What to work on >> Word for word, reproduce every record in the listing below.

Data for processing >>
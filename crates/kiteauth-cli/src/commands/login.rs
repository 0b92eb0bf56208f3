//! Login command implementation.

use anyhow::{Context, Result};
use clap::Args;
use colored::Colorize;
use serde::Serialize;

use kiteauth_core::StatusSnapshot;

use crate::cli::GlobalArgs;
use crate::context;
use crate::output::{self, SessionSummary};

#[derive(Args, Debug)]
pub struct LoginArgs {
    /// Print the result as JSON
    #[arg(long)]
    pub json: bool,
}

#[derive(Serialize)]
#[serde(rename_all = "camelCase")]
struct LoginReport {
    #[serde(flatten)]
    status: StatusSnapshot,
    restored: bool,
    session: SessionSummary,
}

pub async fn run(args: LoginArgs, global: &GlobalArgs) -> Result<()> {
    let manager = context::manager(global)?;

    eprintln!("{}", "Logging in...".dimmed());
    let outcome = manager.initialize().await.context("Login failed")?;

    let restored = outcome.is_restored();
    let summary = SessionSummary::from(outcome.session());

    if args.json {
        return output::json(&LoginReport {
            status: manager.get_status(),
            restored,
            session: summary,
        });
    }

    if restored {
        output::success("Reusing persisted session");
    } else {
        output::success("Logged in successfully");
    }
    println!();
    output::field("Status", &output::state(manager.get_status().status));
    summary.print();

    Ok(())
}
//! kiteauth-core - Session types, TOTP and the login state machine.
//!
//! This crate holds everything that does not speak HTTP: validated
//! [`Credentials`], the [`Session`] record, the TOTP generator and token
//! exchange checksum, the [`Authenticator`] and [`SessionStore`] seams, and
//! the [`SessionManager`] that turns an authenticator into an observable,
//! single-flight login service.

pub mod credentials;
pub mod error;
pub mod manager;
pub mod otp;
pub mod session;
pub mod state;
pub mod store;
pub mod tokens;
pub mod traits;

pub use credentials::{Credentials, DEFAULT_REDIRECT_URI};
pub use error::{
    CredentialError, Error, LoginError, LoginStep, ProtocolError, StorageError, TransportError,
};
pub use manager::SessionManager;
pub use otp::{Totp, checksum};
pub use session::Session;
pub use state::{LoginState, ManagerEvent, StatusSnapshot};
pub use store::MemoryStore;
pub use tokens::{AccessToken, RequestToken};
pub use traits::{Authenticator, LoginOutcome, RequestMethod, SessionStore};

/// Result type alias using the crate's Error type.
pub type Result<T> = std::result::Result<T, Error>;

Problem solution >>
filename crates/kiteauth-cli/src/commands/login.rs
repository 0b92eb0bf56208f3
//! Login command implementation.

use anyhow::{Context, Result};
use clap::Args;
use colored::Colorize;
use serde::Serialize;

use kiteauth_core::StatusSnapshot;

use crate::cli::GlobalArgs;
use crate::context;
use crate::output::{self, SessionSummary};

#[derive(Args, Debug)]
pub struct LoginArgs {
    /// Print the result as JSON
    #[arg(long)]
    pub json: bool,
}

#[derive(Serialize)]
#[serde(rename_all = "camelCase")]
struct LoginReport {
    #[serde(flatten)]
    status: StatusSnapshot,
    restored: bool,
    session: SessionSummary,
}

pub async fn run(args: LoginArgs, global: &GlobalArgs) -> Result<()> {
    let manager = context::manager(global)?;

    eprintln!("{}", "Logging in...".dimmed());
    let outcome = manager.initialize().await.context("Login failed")?;

    let restored = outcome.is_restored();
    let summary = SessionSummary::from(outcome.session());

    if args.json {
        return output::json(&LoginReport {
            status: manager.get_status(),
            restored,
            session: summary,
        });
    }

    if restored {
        output::success("Reusing persisted session");
    } else {
        output::success("Logged in successfully");
    }
    println!();
    output::field("Status", &output::state(manager.get_status().status));
    summary.print();

    Ok(())
}
//! kiteauth-core - Session types, TOTP and the login state machine.
//!
//! This crate holds everything that does not speak HTTP: validated
//! [`Credentials`], the [`Session`] record, the TOTP generator and token
//! exchange checksum, the [`Authenticator`] and [`SessionStore`] seams, and
//! the [`SessionManager`] that turns an authenticator into an observable,
//! single-flight login service.

pub mod credentials;
pub mod error;
pub mod manager;
pub mod otp;
pub mod session;
pub mod state;
pub mod store;
pub mod tokens;
pub mod traits;

pub use credentials::{Credentials, DEFAULT_REDIRECT_URI};
pub use error::{
    CredentialError, Error, LoginError, LoginStep, ProtocolError, StorageError, TransportError,
};
pub use manager::SessionManager;
pub use otp::{Totp, checksum};
pub use session::Session;
pub use state::{LoginState, ManagerEvent, StatusSnapshot};
pub use store::MemoryStore;
pub use tokens::{AccessToken, RequestToken};
pub use traits::{Authenticator, LoginOutcome, RequestMethod, SessionStore};

/// Result type alias using the crate's Error type.
pub type Result<T> = std::result::Result<T, Error>;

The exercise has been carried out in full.